The aim of this study was to optimize forest management for maximal long-term carbon balance, taking into account all relevant carbon pools: living biomass, dead organic matter (forest soil), and wood based products. In addition, releases from harvesting, transport and manufacturing and avoided emissions from fossil fuels were taken into account. Calculations were made for 100-, 200- and 300-year time horizons, to find out how the time span of the analysis affects the conclusions. Based on the projected stand management schedules and their carbon balances, trade-off curves were calculated between harvested volume and carbon sequestration.
Calculations were made for a forest estate of 502 ha located in southern Finland (Table 1). The forest consisted of 593 stand compartments. The average growing stock volume was 127 m3∙ha− 1 (usable volume 116 m3∙ha− 1), of which Scots pine (Pinus sylvestris L.) accounted for 33%, Norway spruce (Picea abies (L.) H. Karst.) 30%, silver birch (Betula pendula Roth) 22%, downy birch (B. pubescens Ehrh.) 5%, aspen (Populus tremula L.) 6% and other species 4%. More than half (52%) of the stands represented mesic sites (Myrtillus type), 27% were herb-rich (Oxalis-Myrtillus type) and the remaining 11% were sub-xeric (Vaccinium type).
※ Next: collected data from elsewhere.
use proptest::prelude::*;
use sqlbook_core::completion::parse_strategies::normalize_partial_sql;
use sqlbook_core::completion::slicer::slice_statement_at_offset;
use sqlbook_core::{
    completion_items, ColumnInfo, CompletionRequest, CursorPosition, SchemaCatalog, SchemaObject,
};

fn catalog() -> SchemaCatalog {
    SchemaCatalog::from_parts(
        vec![SchemaObject::table("users"), SchemaObject::table("orders")],
        vec![
            ("users".to_string(), vec![ColumnInfo::new("id", "INTEGER")]),
            ("orders".to_string(), vec![ColumnInfo::new("user_id", "INTEGER")]),
        ],
    )
}

proptest! {
    #[test]
    fn slice_is_text_between_bounding_semicolons(
        text in "[a-z ;,.*\n]{0,60}",
        raw_offset in 0usize..80,
    ) {
        let offset = raw_offset.min(text.len());
        let slice = slice_statement_at_offset(&text, offset);

        let start = text[..offset].rfind(';').map_or(0, |a| a + 1);
        let end = text[offset..].find(';').map_or(text.len(), |b| offset + b);
        prop_assert_eq!(slice.text, &text[start..end]);
        prop_assert_eq!(slice.offset, start);
        prop_assert!(!slice.text.contains(';'));
        if !text.contains(';') {
            prop_assert_eq!(slice.text, text.as_str());
        }
    }

    #[test]
    fn normalizer_leaves_complete_selects_alone(
        columns in prop::collection::vec("[a-z]{1,6}", 1..4),
        table in "[a-z]{1,8}",
        limit in 1u32..100,
    ) {
        let sql = format!("SELECT {} FROM {table} LIMIT {limit}", columns.join(", "));
        prop_assert_eq!(normalize_partial_sql(&sql), None);
    }

    #[test]
    fn suggestions_are_deterministic(
        text in "(SELECT|FROM|WHERE|JOIN|ORDER BY|users|orders|u|o|\\.|,| ){0,12}",
        column in 1usize..40,
    ) {
        let request = CompletionRequest::new(text, CursorPosition::new(1, column));
        let first = completion_items(&request, &catalog());
        let second = completion_items(&request, &catalog());
        prop_assert_eq!(first, second);
    }

    #[test]
    fn arbitrary_input_never_panics(
        text in "\\PC{0,80}",
        line in 0usize..4,
        column in 0usize..90,
    ) {
        let request = CompletionRequest::new(text, CursorPosition::new(line, column));
        let result = completion_items(&request, &catalog());
        prop_assert!(result.error.is_none());
    }
}
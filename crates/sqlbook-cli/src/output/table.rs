//! Human-readable table output formatting.

use owo_colors::OwoColorize;
use serde_json::Value;
use sqlbook_core::{CompletionList, ObjectKind, QueryResult, SchemaObject, SuggestionKind};
use std::fmt::Write;
use tabled::builder::Builder;
use tabled::settings::Style;

use super::{ObjectReport, StatementOutcome};

/// Render every statement outcome: the statement, then its rows or error.
pub fn format_outcomes(outcomes: &[StatementOutcome], colored: bool) -> String {
    let mut out = String::new();
    for (index, outcome) in outcomes.iter().enumerate() {
        if index > 0 {
            writeln!(out).unwrap();
        }
        write_statement_header(&mut out, &outcome.sql, colored);
        if let Some(result) = &outcome.result {
            write_result(&mut out, result, colored);
        }
        if let Some(message) = &outcome.error {
            let line = format!("error: {message}");
            if colored {
                writeln!(out, "{}", line.red()).unwrap();
            } else {
                writeln!(out, "{line}").unwrap();
            }
        }
    }
    out
}

fn write_statement_header(out: &mut String, sql: &str, colored: bool) {
    let first_line = sql.lines().next().unwrap_or_default();
    let header = if sql.lines().nth(1).is_some() {
        format!("> {first_line} ...")
    } else {
        format!("> {first_line}")
    };
    if colored {
        writeln!(out, "{}", header.bold()).unwrap();
    } else {
        writeln!(out, "{header}").unwrap();
    }
}

fn write_result(out: &mut String, result: &QueryResult, colored: bool) {
    let mut builder = Builder::default();
    builder.push_record(result.columns.iter().cloned());
    for row in &result.rows {
        builder.push_record(row.iter().map(cell_text));
    }
    let mut table = builder.build();
    table.with(Style::psql());
    writeln!(out, "{table}").unwrap();

    let footer = if result.truncated {
        format!("({} rows shown, more available)", result.rows.len())
    } else {
        format!("({} rows)", result.rows.len())
    };
    if colored {
        writeln!(out, "{}", footer.dimmed()).unwrap();
    } else {
        writeln!(out, "{footer}").unwrap();
    }
}

fn cell_text(value: &Value) -> String {
    match value {
        Value::Null => "NULL".to_string(),
        Value::String(text) => text.clone(),
        other => other.to_string(),
    }
}

fn kind_label(kind: SuggestionKind) -> &'static str {
    match kind {
        SuggestionKind::Field => "field",
        SuggestionKind::Function => "function",
        SuggestionKind::Keyword => "keyword",
        SuggestionKind::Snippet => "snippet",
    }
}

/// Render ranked suggestions, one per row, in list order.
pub fn format_suggestions(list: &CompletionList, colored: bool) -> String {
    let mut out = String::new();
    if let Some(error) = &list.error {
        writeln!(out, "error: {error}").unwrap();
        return out;
    }
    if list.items.is_empty() {
        writeln!(out, "No suggestions.").unwrap();
        return out;
    }

    let mut builder = Builder::default();
    builder.push_record(["rank", "label", "kind", "detail"].map(String::from));
    for item in &list.items {
        builder.push_record([
            item.sort_text.clone(),
            item.label.clone(),
            kind_label(item.kind).to_string(),
            item.detail.clone().unwrap_or_default(),
        ]);
    }
    let mut table = builder.build();
    table.with(Style::psql());
    writeln!(out, "{table}").unwrap();

    let replace = format!(
        "replace: line {}, columns {}..{}",
        list.replace.line, list.replace.start_column, list.replace.end_column
    );
    if colored {
        writeln!(out, "{}", replace.dimmed()).unwrap();
    } else {
        writeln!(out, "{replace}").unwrap();
    }
    out
}

fn object_kind_label(kind: ObjectKind) -> &'static str {
    match kind {
        ObjectKind::Table => "table",
        ObjectKind::View => "view",
    }
}

/// Render the tables and views of a database.
pub fn format_objects(objects: &[SchemaObject]) -> String {
    let mut out = String::new();
    if objects.is_empty() {
        writeln!(out, "No tables or views.").unwrap();
        return out;
    }

    let mut builder = Builder::default();
    builder.push_record(["name", "kind"].map(String::from));
    for object in objects {
        builder.push_record([object.name.clone(), object_kind_label(object.kind).to_string()]);
    }
    let mut table = builder.build();
    table.with(Style::psql());
    writeln!(out, "{table}").unwrap();
    out
}

/// Render one object's columns, then its preview rows.
pub fn format_details(report: &ObjectReport, colored: bool) -> String {
    let details = &report.details;
    let mut out = String::new();
    let header = format!("{} {}", object_kind_label(details.kind), details.name);
    if colored {
        writeln!(out, "{}", header.bold()).unwrap();
    } else {
        writeln!(out, "{header}").unwrap();
    }

    let mut builder = Builder::default();
    builder.push_record(["name", "type", "not null", "pk", "fk"].map(String::from));
    for detail in &details.columns {
        let column = &detail.column;
        builder.push_record([
            column.name.clone(),
            column.declared_type.clone(),
            flag(column.not_null),
            flag(column.is_primary_key),
            detail
                .foreign_key
                .as_ref()
                .map(|fk| fk.target())
                .unwrap_or_default(),
        ]);
    }
    let mut table = builder.build();
    table.with(Style::psql());
    writeln!(out, "{table}").unwrap();

    writeln!(out).unwrap();
    write_result(&mut out, &report.preview, colored);
    out
}

fn flag(set: bool) -> String {
    let text = if set { "yes" } else { "" };
    text.to_string()
}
Treatment alternatives were simulated for each stand for ten time periods so that the timing and type of cuttings varied. A part of the schedules represented continuous cover management, which means that final felling was never simulated. In even-aged management, the final felling was clear-cutting, followed by site preparation and planting on mesic and herb-rich sites, and site preparation and sowing pine seeds on sub-xeric sites. If the stand consisted of two distinct canopy layers, one of the treatment schedules included the removal of the upper canopy. Every stand had also a schedule in which there were no cuttings.
The length of each of the ten time periods was 10, 20 or 30 years, resulting in 100-, 200- and 300-year total simulation horizon. The average number of different treatment schedules per stand was 67 when the length of the sub-period was 10 years whereas 20- and 30-year sub-periods resulted in 95 and 100 schedules per stand, respectively.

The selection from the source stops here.